# Nokia 6131 con cable USB

## Pablo S. Barrera

Buenas! Les cuento tengo un Nokia 6131 y cable Usb. Lo conecto a la maquina y lo reconoce, desde el telefono tengo 3 opciones, Modo predeterminado, impresora y Almacenamiento de Datos. Seria la 1ra o 3ra opcion la adecuada. 

El sistema lo ve al tel pero no puedo montarlo, tiene una memoria de 1 gb pero no creo lo tome como una camara.. al menos eso parece ya que como sda no puedo montarlo. 

```
Tuxito pablo # lsusb

Bus 002 Device 001: ID 0000:0000

Bus 003 Device 008: ID 0421:047b Nokia Mobile Phones

Bus 003 Device 001: ID 0000:0000

Bus 004 Device 001: ID 0000:0000

Bus 001 Device 001: ID 0000:0000

```

Compile el kmobiletools pero me da un error al iniciar..  que dice

"An error occurred while initializing mobile phone device.

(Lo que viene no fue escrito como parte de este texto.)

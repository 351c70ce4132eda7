//! End-to-end capture flow: synthetic frames in, logbook submission URL out.

use async_trait::async_trait;
use fieldscan::{
    DecodedSymbol, FrameSource, QrEncoder, Result, ScanOptions, ScanOutcome, ScanSession,
    SolutionLogger, SolutionPayload, json_stringify,
};
use image::DynamicImage;
use std::collections::VecDeque;

struct ReplayFrames {
    frames: VecDeque<DynamicImage>,
}

impl ReplayFrames {
    fn new(frames: Vec<DynamicImage>) -> Self {
        Self {
            frames: frames.into(),
        }
    }
}

#[async_trait]
impl FrameSource for ReplayFrames {
    async fn next_frame(&mut self) -> Result<DynamicImage> {
        match self.frames.pop_front() {
            Some(frame) => Ok(frame),
            None => std::future::pending().await,
        }
    }

    async fn stop(&mut self) {
        self.frames.clear();
    }
}

fn qr_frame(code: &str) -> DynamicImage {
    QrEncoder::new().encode_string(code).unwrap()
}

#[tokio::test]
async fn scanned_code_flows_into_a_submission_url() {
    let source = ReplayFrames::new(vec![
        DynamicImage::new_luma8(400, 400),
        qr_frame("AB CD"),
    ]);
    let (session, _handle) = ScanSession::new(source, ScanOptions::default());

    let outcome = session.run().await.unwrap();
    let detection = outcome.detection().expect("code detected");
    assert_eq!(detection.code, "AB CD");

    let logger = SolutionLogger::new();
    assert_eq!(
        logger.submit_url(&detection.code),
        "appquest://submit/AB%20CD"
    );
}

#[tokio::test]
async fn scanned_code_flows_into_a_json_payload() {
    let source = ReplayFrames::new(vec![qr_frame("X")]);
    let (session, _handle) = ScanSession::new(source, ScanOptions::default());

    let outcome = session.run().await.unwrap();
    let detection = outcome.detection().expect("code detected");

    let payload = SolutionPayload::new("Metalldetektor", detection.code.clone());
    let json = json_stringify(&payload);
    assert_eq!(json, r#"{"task":"Metalldetektor","solution":"X"}"#);

    // The submission URL carries the percent-encoded JSON blob.
    let url = SolutionLogger::new().submit_url(&json);
    assert!(url.starts_with("appquest://submit/%7B%22task%22"));
}

#[tokio::test]
async fn two_codes_in_one_session_yield_only_the_first() {
    let source = ReplayFrames::new(vec![qr_frame("one"), qr_frame("two")]);
    let (session, _handle) = ScanSession::new(source, ScanOptions::default());

    let outcome = session.run().await.unwrap();
    assert_eq!(outcome.detection().unwrap().code, "one");
}

#[tokio::test]
async fn cancelled_session_produces_no_detection() {
    let source = ReplayFrames::new(vec![]);
    let (session, handle) = ScanSession::new(source, ScanOptions::default());

    let task = tokio::spawn(session.run());
    handle.cancel();

    let outcome = task.await.unwrap().unwrap();
    assert!(matches!(outcome, ScanOutcome::Cancelled));
}

#[tokio::test]
async fn still_frame_accompanies_the_detection_when_requested() {
    let source = ReplayFrames::new(vec![qr_frame("photo"), DynamicImage::new_rgb8(80, 60)]);
    let (session, _handle) = ScanSession::new(source, ScanOptions { capture_image: true });

    let outcome = session.run().await.unwrap();
    let detection = outcome.detection().expect("code detected");
    let image = detection.image.as_ref().expect("still frame present");
    assert_eq!((image.width(), image.height()), (80, 60));
}

#[test]
fn binary_symbols_keep_their_bytes() {
    let symbol = DecodedSymbol::from_bytes(vec![0x00, 0xFF]);
    assert!(symbol.as_str().is_none());
    assert_eq!(symbol.as_bytes(), &[0x00, 0xFF]);
}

Check your configuration and try again"

Toque la config pero no encuentro forma de hacerlo andar.

Alguien sabe que puede estar pasando? alguna aplicacion para utilizar?

Gracias!

----------

## achaw

Cuales son los nodos que te crea el sistema? a mi con mi SE W300i me crea /dev/sda1 para el telefono y /dev/sdb1 para la tarjeta de memoria. Otra cosa, que opciones estas utilizando para montarlo? Tambien podes chequear gnokii y chequear si lo podes hacer tirar con tu fono, segun las necesidades. Para transferir archivos, con montarlo ya basta.

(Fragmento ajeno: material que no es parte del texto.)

//! Industrial-I/O magnetometer backend
//!
//! Reads the three magnetometer channels a Linux IIO driver exposes under
//! `/sys/bus/iio/devices/iio:deviceN` and converts raw counts to microtesla
//! using the driver-reported scale. Polling is fixed-interval with no
//! minimum-change filter, so every tick delivers a sample.

use crate::error::{Error, Result};
use crate::heading::HeadingSample;
use crate::heading::monitor::HeadingSource;
use async_trait::async_trait;
use std::fs;
use std::io::ErrorKind;
use std::path::{Path, PathBuf};
use std::time::Duration;
use tokio::time::{self, Interval, MissedTickBehavior};

const SYSFS_IIO_ROOT: &str = "/sys/bus/iio/devices";

/// Magnetometer heading source backed by IIO sysfs attributes
pub struct IioHeadingSource {
    device_dir: PathBuf,
    scale: f64,
    ticker: Interval,
}

impl IioHeadingSource {
    /// Scan the IIO bus for the first device exposing magnetometer channels.
    pub fn discover(poll_interval: Duration) -> Result<Self> {
        let entries = fs::read_dir(SYSFS_IIO_ROOT).map_err(|e| {
            Error::SensorNotFound(format!("Cannot enumerate {SYSFS_IIO_ROOT}: {e}"))
        })?;

        for entry in entries.flatten() {
            let dir = entry.path();
            if dir.join("in_magn_x_raw").exists() {
                return Self::open(dir, poll_interval);
            }
        }

        Err(Error::SensorNotFound(
            "No IIO device with magnetometer channels found".to_string(),
        ))
    }

    /// Open a specific IIO device directory.
    pub fn open(dir: impl Into<PathBuf>, poll_interval: Duration) -> Result<Self> {
        let device_dir = dir.into();

        if !device_dir.join("in_magn_x_raw").exists() {
            return Err(Error::SensorNotFound(format!(
                "{} has no magnetometer channels",
                device_dir.display()
            )));
        }

        let scale = match fs::read_to_string(device_dir.join("in_magn_scale")) {
            Ok(raw) => raw.trim().parse::<f64>().map_err(|e| {
                Error::Config(format!(
                    "Invalid in_magn_scale in {}: {e}",
                    device_dir.display()
                ))
            })?,
            // Drivers without a scale attribute report calibrated units already.
            Err(_) => 1.0,
        };

        tracing::info!(
            device = %device_dir.display(),
            scale,
            interval_ms = poll_interval.as_millis() as u64,
            "Opening IIO magnetometer"
        );

        let mut ticker = time::interval(poll_interval.max(Duration::from_millis(1)));
        ticker.set_missed_tick_behavior(MissedTickBehavior::Delay);

        Ok(Self {
            device_dir,
            scale,
            ticker,
        })
    }

    /// Sysfs directory this source reads from
    pub fn device_dir(&self) -> &Path {
        &self.device_dir
    }

    fn read_axis(&self, axis: &str) -> Result<f64> {
        let path = self.device_dir.join(format!("in_magn_{axis}_raw"));
        let raw = fs::read_to_string(&path).map_err(|e| match e.kind() {
            ErrorKind::PermissionDenied => {
                Error::SensorPermissionDenied(format!("{}: {e}", path.display()))
            }
            ErrorKind::NotFound => Error::SensorNotFound(format!("{}: {e}", path.display())),
            _ => Error::HeadingFailure(format!("{}: {e}", path.display())),
        })?;

        raw.trim()
            .parse::<f64>()
            .map_err(|e| Error::HeadingFailure(format!("{}: {e}", path.display())))
    }
}

#[async_trait]
impl HeadingSource for IioHeadingSource {
    async fn next_heading(&mut self) -> Result<HeadingSample> {
        self.ticker.tick().await;

        let x = self.read_axis("x")?;
        let y = self.read_axis("y")?;
        let z = self.read_axis("z")?;

        Ok(HeadingSample::new(
            x * self.scale,
            y * self.scale,
            z * self.scale,
        ))
    }
}

#[cfg(test)]
mod tests {
    use super::*;
    use std::sync::atomic::{AtomicU32, Ordering};

    static DIR_SEQ: AtomicU32 = AtomicU32::new(0);

    fn fixture_device(x: &str, y: &str, z: &str, scale: Option<&str>) -> PathBuf {
        let dir = std::env::temp_dir().join(format!(
            "fieldscan-iio-{}-{}",
            std::process::id(),
            DIR_SEQ.fetch_add(1, Ordering::Relaxed)
        ));
        fs::create_dir_all(&dir).unwrap();
        fs::write(dir.join("in_magn_x_raw"), x).unwrap();
        fs::write(dir.join("in_magn_y_raw"), y).unwrap();
        fs::write(dir.join("in_magn_z_raw"), z).unwrap();
        if let Some(scale) = scale {
            fs::write(dir.join("in_magn_scale"), scale).unwrap();
        }
        dir
    }

    #[tokio::test]
    async fn reads_scaled_sample_from_sysfs() {
        let dir = fixture_device("30\n", "40\n", "0\n", Some("0.1\n"));
        let mut source = IioHeadingSource::open(&dir, Duration::from_millis(1)).unwrap();

        let sample = source.next_heading().await.unwrap();
        assert_eq!(sample.x, 3.0);
        assert_eq!(sample.y, 4.0);
        assert_eq!(sample.z, 0.0);
        assert_eq!(sample.magnitude(), 5.0);
    }

    #[tokio::test]
    async fn missing_scale_defaults_to_unity() {
        let dir = fixture_device("7\n", "0\n", "0\n", None);
        let mut source = IioHeadingSource::open(&dir, Duration::from_millis(1)).unwrap();

        let sample = source.next_heading().await.unwrap();
        assert_eq!(sample.x, 7.0);
    }

    #[tokio::test]
    async fn garbled_reading_is_a_transient_failure() {
        let dir = fixture_device("not-a-number\n", "0\n", "0\n", None);
        let mut source = IioHeadingSource::open(&dir, Duration::from_millis(1)).unwrap();

        let err = source.next_heading().await.unwrap_err();
        assert!(matches!(err, Error::HeadingFailure(_)));
        assert!(!err.is_sensor_terminal());
    }

    #[test]
    fn open_rejects_directories_without_channels() {
        let dir = std::env::temp_dir().join(format!(
            "fieldscan-iio-empty-{}-{}",
            std::process::id(),
            DIR_SEQ.fetch_add(1, Ordering::Relaxed)
        ));
        fs::create_dir_all(&dir).unwrap();

        let err = IioHeadingSource::open(&dir, Duration::from_millis(1)).unwrap_err();
        assert!(matches!(err, Error::SensorNotFound(_)));
    }
}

http://www.gnokii.org/docs.shtml

Saludos

----------

## Pablo S. Barrera

Esto me muestra el dmesg

```
usb 3-2: new full speed USB device using uhci_hcd and address 9

usb 3-2: configuration #1 chosen from 1 choice

drivers/usb/class/cdc-acm.c: Ignoring extra header, type -3, length 4

cdc_acm 3-2:1.1: ttyACM0: USB ACM device

```

Cuando lo enchufo.

Voy a probar eso que me decis. sda y sdb no existen

----------

## Cereza

Yo tengo una N-Gage de Nokia, uso una sola lina en /etc/fstab que me sirve para su tarjeta de memoria, para pendrives, camaras digitales... 

```
/dev/sda1      /mnt/flash   vfat      users,defaults,noauto   0 0
```

El directorio /mnt/flash debe existir, o como quieras llamarlo, y para montarlo y desmontarlo, a manita con mount /mnt/flash (importante desmontarlo antes de desenchufar el dispositivo o los cambios que hayas cambiado pueden no realizarse).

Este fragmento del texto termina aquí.